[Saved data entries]

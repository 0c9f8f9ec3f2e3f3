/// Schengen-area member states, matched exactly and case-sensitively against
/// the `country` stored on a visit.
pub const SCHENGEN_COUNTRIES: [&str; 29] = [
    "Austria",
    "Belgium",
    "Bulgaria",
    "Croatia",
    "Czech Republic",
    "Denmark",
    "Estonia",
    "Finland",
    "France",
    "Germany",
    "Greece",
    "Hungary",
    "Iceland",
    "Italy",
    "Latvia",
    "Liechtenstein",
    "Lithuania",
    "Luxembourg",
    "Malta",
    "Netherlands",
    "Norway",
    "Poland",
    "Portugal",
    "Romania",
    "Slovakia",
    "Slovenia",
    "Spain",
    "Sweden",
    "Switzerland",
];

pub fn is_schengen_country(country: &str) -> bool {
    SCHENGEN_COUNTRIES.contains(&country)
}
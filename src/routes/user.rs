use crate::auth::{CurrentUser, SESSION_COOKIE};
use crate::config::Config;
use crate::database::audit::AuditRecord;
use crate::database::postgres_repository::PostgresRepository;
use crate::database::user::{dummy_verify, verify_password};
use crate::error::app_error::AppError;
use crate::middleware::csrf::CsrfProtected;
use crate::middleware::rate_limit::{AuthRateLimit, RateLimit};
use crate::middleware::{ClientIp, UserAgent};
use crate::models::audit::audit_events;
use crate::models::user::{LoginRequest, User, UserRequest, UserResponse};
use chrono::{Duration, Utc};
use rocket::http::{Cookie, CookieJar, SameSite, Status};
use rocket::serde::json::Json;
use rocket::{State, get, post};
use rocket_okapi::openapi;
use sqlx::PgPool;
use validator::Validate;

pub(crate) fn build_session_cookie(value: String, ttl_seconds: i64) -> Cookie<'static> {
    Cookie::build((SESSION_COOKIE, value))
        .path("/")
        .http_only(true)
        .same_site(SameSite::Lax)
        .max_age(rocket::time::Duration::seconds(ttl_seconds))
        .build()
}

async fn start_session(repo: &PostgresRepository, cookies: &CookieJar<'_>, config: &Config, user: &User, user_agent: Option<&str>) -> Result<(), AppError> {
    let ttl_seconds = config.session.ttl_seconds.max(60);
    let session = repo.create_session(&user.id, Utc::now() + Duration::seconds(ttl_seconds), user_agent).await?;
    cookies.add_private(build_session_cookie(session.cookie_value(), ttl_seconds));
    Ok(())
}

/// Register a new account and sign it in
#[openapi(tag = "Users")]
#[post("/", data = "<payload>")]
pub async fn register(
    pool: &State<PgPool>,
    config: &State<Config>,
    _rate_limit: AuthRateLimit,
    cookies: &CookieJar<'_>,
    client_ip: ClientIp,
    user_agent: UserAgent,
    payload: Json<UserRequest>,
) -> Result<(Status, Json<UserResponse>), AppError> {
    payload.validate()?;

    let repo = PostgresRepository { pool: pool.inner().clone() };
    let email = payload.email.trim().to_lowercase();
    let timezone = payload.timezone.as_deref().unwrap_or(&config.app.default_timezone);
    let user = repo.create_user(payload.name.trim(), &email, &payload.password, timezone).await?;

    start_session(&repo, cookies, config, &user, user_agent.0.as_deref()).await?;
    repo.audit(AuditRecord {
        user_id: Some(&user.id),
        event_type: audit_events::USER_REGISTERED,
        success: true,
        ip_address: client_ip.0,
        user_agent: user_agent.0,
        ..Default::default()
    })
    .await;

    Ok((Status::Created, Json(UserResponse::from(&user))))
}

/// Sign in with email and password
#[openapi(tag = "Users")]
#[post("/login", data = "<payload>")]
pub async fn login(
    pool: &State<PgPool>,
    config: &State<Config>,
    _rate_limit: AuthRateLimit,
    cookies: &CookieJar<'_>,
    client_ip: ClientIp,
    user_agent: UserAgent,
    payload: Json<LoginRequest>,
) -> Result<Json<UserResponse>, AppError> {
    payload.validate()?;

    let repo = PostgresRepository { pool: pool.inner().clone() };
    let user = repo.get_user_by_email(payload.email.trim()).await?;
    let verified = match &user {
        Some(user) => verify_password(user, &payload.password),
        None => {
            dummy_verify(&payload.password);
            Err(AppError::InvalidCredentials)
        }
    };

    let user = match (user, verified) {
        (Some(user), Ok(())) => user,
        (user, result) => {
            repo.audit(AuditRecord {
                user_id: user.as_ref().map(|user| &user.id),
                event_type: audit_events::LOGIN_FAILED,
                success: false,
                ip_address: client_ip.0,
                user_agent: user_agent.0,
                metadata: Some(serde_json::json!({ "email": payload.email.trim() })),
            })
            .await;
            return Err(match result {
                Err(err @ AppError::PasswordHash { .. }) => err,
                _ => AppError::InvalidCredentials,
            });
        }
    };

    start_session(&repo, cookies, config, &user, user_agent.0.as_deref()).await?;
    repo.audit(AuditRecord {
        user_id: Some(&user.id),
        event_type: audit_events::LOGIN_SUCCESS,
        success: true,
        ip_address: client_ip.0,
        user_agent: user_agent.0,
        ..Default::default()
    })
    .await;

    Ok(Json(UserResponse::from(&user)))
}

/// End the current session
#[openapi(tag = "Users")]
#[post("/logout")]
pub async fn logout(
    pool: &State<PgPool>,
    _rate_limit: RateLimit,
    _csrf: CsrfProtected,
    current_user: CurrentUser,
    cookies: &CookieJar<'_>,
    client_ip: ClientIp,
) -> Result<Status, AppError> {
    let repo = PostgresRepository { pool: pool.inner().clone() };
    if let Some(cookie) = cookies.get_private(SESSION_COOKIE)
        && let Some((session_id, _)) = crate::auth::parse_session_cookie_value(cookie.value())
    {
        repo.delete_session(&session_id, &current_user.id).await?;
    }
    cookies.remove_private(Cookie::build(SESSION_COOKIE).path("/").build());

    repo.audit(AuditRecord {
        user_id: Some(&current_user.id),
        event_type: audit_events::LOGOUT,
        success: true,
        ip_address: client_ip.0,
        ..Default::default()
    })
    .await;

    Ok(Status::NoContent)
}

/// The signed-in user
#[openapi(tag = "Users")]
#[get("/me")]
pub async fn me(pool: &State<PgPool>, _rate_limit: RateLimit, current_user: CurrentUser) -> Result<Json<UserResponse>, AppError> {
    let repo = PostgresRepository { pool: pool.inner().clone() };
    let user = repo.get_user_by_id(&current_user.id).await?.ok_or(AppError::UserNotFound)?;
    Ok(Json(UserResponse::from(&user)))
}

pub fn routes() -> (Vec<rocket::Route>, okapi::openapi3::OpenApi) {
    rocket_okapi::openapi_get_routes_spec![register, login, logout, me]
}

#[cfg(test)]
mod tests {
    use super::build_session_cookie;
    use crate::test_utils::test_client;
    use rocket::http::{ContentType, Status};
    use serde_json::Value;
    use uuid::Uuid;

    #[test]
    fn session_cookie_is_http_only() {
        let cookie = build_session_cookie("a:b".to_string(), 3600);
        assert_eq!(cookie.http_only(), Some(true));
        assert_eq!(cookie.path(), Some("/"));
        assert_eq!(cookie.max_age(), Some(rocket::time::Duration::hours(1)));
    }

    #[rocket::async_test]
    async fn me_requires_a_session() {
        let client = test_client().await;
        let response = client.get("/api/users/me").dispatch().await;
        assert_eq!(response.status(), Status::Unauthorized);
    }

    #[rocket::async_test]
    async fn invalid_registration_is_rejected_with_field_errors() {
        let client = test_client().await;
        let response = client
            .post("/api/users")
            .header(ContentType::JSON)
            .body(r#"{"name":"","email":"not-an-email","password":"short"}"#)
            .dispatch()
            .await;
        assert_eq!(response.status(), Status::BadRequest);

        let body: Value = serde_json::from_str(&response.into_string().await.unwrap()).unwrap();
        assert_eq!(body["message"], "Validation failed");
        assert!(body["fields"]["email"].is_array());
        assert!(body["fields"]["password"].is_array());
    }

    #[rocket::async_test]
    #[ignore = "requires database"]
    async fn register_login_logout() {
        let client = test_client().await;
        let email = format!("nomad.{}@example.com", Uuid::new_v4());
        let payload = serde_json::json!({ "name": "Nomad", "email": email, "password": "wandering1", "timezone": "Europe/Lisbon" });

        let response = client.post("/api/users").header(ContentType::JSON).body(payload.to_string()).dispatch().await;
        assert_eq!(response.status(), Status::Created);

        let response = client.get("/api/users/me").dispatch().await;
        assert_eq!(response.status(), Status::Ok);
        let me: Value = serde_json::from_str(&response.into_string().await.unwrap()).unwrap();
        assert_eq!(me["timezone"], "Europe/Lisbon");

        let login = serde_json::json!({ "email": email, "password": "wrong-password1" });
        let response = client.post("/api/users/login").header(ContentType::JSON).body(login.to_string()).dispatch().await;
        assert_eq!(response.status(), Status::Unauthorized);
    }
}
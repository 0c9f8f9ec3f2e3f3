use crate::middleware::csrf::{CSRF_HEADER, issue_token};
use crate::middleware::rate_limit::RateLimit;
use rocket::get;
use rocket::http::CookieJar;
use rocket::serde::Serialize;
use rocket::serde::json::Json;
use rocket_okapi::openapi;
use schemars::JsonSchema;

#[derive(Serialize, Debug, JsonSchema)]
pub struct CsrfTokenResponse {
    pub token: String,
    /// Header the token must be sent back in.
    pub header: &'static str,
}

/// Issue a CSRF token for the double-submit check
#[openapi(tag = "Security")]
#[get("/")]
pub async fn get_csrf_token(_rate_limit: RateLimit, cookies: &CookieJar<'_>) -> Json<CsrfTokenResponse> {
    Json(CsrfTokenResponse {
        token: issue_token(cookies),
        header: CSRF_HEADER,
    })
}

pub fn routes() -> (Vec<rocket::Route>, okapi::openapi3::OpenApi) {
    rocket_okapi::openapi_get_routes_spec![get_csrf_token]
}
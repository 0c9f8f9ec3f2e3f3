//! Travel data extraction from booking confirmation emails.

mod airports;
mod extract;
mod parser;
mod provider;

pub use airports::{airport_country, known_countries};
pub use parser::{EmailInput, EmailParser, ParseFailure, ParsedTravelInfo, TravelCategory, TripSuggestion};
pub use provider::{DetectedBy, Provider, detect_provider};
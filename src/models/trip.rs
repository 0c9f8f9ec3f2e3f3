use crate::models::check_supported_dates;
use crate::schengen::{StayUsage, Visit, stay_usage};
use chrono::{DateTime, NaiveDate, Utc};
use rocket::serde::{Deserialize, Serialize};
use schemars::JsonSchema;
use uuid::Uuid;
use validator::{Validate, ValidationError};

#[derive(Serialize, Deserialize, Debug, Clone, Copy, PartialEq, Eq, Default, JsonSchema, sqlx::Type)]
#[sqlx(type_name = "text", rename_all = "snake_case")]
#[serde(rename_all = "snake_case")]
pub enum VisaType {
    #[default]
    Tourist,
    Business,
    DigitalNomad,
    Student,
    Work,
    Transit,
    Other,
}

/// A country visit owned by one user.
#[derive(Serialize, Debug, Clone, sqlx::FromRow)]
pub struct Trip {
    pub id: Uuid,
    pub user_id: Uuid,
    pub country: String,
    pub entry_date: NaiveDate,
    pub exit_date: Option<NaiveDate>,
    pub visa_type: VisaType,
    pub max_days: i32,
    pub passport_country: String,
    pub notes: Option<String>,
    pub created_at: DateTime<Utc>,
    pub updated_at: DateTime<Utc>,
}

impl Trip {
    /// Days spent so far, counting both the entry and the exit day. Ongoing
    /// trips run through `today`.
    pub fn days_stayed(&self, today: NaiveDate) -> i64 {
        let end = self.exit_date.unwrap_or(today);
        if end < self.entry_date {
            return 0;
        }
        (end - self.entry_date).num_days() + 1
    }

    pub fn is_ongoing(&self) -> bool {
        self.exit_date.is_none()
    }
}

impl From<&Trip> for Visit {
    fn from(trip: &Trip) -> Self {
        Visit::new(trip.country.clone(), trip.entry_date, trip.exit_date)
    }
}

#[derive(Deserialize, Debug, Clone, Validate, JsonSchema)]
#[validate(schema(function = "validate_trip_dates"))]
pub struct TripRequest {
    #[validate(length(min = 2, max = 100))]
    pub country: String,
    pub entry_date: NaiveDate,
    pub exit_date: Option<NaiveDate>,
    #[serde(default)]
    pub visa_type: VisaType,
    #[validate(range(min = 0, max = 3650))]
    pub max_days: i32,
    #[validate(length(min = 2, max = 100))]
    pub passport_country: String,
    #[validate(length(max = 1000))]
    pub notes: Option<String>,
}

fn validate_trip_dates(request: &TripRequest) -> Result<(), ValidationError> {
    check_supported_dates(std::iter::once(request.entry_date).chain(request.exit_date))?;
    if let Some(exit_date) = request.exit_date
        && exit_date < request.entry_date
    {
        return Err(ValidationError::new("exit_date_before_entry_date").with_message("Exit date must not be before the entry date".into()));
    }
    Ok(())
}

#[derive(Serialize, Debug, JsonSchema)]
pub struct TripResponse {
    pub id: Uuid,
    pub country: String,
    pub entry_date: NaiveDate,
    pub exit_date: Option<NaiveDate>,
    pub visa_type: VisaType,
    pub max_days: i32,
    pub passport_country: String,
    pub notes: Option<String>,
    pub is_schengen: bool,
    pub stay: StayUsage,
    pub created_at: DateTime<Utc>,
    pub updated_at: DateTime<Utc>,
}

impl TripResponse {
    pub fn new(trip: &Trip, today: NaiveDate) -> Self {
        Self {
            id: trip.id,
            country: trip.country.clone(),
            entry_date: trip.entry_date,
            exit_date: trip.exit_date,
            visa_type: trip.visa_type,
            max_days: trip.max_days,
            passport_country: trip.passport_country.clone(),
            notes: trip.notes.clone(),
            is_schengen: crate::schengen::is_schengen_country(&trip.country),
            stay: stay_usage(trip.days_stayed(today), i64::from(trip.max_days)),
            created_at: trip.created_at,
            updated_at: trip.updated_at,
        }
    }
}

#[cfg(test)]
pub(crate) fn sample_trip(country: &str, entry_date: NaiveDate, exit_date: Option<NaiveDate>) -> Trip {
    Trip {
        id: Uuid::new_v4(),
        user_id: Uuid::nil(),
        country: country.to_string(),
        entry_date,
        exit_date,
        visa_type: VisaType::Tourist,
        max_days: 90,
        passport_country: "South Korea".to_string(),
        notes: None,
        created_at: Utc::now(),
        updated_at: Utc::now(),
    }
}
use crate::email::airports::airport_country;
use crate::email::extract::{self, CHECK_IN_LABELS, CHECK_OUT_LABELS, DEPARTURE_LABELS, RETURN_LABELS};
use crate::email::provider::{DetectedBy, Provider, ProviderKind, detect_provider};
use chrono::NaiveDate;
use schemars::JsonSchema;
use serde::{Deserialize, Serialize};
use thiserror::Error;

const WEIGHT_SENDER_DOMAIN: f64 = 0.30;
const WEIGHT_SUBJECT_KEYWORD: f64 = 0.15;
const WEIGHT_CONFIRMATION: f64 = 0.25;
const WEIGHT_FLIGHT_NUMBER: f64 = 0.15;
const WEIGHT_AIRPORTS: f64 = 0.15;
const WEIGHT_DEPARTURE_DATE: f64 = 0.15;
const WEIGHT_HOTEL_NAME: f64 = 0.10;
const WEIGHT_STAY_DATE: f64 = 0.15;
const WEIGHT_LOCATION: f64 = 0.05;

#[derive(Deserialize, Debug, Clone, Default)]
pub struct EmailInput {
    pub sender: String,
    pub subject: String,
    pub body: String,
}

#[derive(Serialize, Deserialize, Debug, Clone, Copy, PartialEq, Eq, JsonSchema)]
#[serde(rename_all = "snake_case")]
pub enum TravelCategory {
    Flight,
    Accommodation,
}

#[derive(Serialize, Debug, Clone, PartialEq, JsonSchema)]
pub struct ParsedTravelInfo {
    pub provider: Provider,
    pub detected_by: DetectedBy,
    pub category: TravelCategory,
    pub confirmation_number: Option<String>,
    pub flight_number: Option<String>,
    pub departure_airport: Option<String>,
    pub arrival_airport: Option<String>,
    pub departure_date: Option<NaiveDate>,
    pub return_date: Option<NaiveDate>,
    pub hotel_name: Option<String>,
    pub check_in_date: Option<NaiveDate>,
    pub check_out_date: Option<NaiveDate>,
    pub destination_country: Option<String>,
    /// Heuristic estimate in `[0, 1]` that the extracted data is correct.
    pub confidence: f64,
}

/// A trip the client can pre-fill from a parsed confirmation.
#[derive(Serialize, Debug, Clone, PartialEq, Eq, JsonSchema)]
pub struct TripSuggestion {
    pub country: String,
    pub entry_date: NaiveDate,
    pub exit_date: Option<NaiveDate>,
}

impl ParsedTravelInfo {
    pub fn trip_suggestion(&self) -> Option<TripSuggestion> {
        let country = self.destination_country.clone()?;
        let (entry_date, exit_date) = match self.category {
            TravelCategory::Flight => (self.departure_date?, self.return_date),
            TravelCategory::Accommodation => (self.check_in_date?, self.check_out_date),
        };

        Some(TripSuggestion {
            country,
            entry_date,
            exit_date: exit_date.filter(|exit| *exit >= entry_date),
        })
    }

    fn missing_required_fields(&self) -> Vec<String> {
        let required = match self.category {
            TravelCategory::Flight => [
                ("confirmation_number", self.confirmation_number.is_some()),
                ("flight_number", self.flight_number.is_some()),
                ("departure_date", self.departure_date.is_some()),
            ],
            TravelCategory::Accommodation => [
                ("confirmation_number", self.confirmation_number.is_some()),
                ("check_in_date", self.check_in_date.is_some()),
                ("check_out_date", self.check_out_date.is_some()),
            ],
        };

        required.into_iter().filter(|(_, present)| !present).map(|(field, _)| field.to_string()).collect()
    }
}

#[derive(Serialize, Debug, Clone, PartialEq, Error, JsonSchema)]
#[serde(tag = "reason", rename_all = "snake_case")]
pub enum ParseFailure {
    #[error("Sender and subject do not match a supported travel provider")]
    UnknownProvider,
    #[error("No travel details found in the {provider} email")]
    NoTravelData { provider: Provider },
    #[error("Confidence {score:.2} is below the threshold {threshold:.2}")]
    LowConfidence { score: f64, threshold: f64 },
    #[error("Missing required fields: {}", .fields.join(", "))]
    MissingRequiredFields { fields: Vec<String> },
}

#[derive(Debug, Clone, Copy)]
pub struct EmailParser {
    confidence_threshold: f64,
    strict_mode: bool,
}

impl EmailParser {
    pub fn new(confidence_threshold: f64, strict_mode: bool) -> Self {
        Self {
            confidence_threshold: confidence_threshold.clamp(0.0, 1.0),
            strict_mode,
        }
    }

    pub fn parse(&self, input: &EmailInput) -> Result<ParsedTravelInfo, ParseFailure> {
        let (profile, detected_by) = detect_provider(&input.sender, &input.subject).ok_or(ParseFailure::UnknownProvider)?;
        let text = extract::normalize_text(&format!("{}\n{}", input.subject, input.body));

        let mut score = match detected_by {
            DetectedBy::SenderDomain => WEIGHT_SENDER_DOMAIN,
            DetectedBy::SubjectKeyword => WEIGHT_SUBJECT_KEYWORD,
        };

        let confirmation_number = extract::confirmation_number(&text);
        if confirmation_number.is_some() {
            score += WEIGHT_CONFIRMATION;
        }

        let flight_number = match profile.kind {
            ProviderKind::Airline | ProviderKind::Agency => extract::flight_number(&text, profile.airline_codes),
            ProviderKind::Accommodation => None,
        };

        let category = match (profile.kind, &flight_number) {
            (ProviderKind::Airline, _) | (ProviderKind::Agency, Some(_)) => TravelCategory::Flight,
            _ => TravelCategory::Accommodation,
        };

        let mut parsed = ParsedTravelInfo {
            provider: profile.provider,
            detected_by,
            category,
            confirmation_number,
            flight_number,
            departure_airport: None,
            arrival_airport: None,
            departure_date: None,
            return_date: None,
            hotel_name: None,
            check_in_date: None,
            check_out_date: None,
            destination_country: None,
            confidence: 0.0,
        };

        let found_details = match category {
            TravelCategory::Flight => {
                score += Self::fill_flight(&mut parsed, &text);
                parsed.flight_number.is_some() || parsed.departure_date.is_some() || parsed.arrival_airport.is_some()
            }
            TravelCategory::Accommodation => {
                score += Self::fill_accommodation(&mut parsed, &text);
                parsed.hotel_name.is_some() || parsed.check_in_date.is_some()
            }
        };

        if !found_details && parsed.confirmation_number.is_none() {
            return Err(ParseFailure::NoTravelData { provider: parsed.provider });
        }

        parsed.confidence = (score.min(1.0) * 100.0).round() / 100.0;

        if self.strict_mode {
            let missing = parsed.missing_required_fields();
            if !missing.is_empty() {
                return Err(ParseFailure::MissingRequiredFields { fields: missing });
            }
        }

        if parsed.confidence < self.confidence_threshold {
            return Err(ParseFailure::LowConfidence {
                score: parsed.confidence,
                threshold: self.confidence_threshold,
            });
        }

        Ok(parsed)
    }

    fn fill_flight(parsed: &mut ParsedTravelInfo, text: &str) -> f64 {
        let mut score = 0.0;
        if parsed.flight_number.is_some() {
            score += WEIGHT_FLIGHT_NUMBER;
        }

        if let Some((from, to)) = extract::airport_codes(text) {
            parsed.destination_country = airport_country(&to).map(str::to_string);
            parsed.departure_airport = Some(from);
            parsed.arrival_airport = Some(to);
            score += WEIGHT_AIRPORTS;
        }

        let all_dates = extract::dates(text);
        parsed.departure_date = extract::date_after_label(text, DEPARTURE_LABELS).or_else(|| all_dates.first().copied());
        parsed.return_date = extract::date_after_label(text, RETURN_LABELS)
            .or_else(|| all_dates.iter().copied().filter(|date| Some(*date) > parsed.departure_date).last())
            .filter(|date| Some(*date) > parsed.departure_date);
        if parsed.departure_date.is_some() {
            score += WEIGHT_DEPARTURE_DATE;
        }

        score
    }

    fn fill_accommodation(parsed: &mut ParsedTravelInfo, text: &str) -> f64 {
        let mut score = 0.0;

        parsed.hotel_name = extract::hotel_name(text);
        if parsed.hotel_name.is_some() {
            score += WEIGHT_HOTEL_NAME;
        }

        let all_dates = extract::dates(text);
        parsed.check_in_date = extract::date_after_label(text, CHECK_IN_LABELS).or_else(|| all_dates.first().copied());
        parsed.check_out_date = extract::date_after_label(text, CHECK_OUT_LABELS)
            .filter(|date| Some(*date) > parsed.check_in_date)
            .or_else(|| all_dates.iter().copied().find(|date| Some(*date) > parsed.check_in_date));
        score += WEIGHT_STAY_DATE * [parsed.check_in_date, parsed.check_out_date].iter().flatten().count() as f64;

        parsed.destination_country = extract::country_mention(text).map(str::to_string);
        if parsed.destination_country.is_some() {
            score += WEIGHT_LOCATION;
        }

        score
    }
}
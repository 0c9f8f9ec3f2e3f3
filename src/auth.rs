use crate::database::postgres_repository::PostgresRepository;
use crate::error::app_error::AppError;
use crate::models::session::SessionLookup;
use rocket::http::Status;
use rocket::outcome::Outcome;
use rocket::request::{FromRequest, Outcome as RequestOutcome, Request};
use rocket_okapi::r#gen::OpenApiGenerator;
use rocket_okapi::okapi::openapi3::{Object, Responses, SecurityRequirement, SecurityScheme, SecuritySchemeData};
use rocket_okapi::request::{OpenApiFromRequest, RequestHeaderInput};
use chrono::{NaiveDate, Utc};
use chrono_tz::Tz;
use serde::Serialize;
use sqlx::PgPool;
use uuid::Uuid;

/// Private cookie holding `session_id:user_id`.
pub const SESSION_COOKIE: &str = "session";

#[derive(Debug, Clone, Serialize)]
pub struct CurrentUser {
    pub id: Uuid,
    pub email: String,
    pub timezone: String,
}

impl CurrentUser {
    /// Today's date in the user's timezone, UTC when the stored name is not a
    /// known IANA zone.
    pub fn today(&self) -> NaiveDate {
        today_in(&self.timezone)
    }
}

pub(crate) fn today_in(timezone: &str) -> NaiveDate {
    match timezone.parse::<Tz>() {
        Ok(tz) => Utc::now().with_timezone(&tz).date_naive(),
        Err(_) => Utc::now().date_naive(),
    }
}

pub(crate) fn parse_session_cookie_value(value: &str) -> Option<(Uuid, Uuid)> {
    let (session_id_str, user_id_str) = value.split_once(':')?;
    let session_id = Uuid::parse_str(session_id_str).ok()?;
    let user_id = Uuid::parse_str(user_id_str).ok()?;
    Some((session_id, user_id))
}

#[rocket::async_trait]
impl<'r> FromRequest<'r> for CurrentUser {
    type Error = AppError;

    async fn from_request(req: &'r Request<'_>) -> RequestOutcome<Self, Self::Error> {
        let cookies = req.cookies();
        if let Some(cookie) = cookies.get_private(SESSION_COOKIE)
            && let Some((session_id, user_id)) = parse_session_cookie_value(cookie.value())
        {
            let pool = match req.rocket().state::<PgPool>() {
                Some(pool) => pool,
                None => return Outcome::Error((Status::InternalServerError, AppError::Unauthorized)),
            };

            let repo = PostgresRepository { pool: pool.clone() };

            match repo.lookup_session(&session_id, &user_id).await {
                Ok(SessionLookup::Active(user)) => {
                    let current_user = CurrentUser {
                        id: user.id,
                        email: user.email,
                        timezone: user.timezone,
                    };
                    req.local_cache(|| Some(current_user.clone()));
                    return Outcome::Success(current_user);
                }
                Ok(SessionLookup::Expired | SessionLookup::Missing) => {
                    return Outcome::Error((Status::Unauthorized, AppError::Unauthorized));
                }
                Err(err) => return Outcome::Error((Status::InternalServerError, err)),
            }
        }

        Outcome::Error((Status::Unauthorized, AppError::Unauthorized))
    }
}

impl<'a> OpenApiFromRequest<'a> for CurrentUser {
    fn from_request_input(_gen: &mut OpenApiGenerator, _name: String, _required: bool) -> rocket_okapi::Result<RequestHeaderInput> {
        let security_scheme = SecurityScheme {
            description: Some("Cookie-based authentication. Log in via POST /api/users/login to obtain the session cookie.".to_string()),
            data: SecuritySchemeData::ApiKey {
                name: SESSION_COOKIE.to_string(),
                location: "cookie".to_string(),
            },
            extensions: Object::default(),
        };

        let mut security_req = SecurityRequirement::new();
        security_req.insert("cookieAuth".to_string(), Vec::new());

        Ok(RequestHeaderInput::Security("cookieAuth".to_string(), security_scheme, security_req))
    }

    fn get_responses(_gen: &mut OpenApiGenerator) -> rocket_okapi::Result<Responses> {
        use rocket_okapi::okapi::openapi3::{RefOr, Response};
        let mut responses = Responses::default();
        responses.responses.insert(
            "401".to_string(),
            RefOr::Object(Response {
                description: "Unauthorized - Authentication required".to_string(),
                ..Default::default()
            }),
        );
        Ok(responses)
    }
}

— Exercise details —
Please output the exact lines of the records above, beginning with the first and stopping after the line that holds "let ttl_seconds = config.session.ttl_seconds.max(60);", and nothing else.

— Worked solution —
repository 0c9f8f9ec3f2e3f3
/// Schengen-area member states, matched exactly and case-sensitively against
/// the `country` stored on a visit.
pub const SCHENGEN_COUNTRIES: [&str; 29] = [
    "Austria",
    "Belgium",
    "Bulgaria",
    "Croatia",
    "Czech Republic",
    "Denmark",
    "Estonia",
    "Finland",
    "France",
    "Germany",
    "Greece",
    "Hungary",
    "Iceland",
    "Italy",
    "Latvia",
    "Liechtenstein",
    "Lithuania",
    "Luxembourg",
    "Malta",
    "Netherlands",
    "Norway",
    "Poland",
    "Portugal",
    "Romania",
    "Slovakia",
    "Slovenia",
    "Spain",
    "Sweden",
    "Switzerland",
];

pub fn is_schengen_country(country: &str) -> bool {
    SCHENGEN_COUNTRIES.contains(&country)
}
filename src/routes/user.rs
use crate::auth::{CurrentUser, SESSION_COOKIE};
use crate::config::Config;
use crate::database::audit::AuditRecord;
use crate::database::postgres_repository::PostgresRepository;
use crate::database::user::{dummy_verify, verify_password};
use crate::error::app_error::AppError;
use crate::middleware::csrf::CsrfProtected;
use crate::middleware::rate_limit::{AuthRateLimit, RateLimit};
use crate::middleware::{ClientIp, UserAgent};
use crate::models::audit::audit_events;
use crate::models::user::{LoginRequest, User, UserRequest, UserResponse};
use chrono::{Duration, Utc};
use rocket::http::{Cookie, CookieJar, SameSite, Status};
use rocket::serde::json::Json;
use rocket::{State, get, post};
use rocket_okapi::openapi;
use sqlx::PgPool;
use validator::Validate;

pub(crate) fn build_session_cookie(value: String, ttl_seconds: i64) -> Cookie<'static> {
    Cookie::build((SESSION_COOKIE, value))
        .path("/")
        .http_only(true)
        .same_site(SameSite::Lax)
        .max_age(rocket::time::Duration::seconds(ttl_seconds))
        .build()
}

async fn start_session(repo: &PostgresRepository, cookies: &CookieJar<'_>, config: &Config, user: &User, user_agent: Option<&str>) -> Result<(), AppError> {
    let ttl_seconds = config.session.ttl_seconds.max(60);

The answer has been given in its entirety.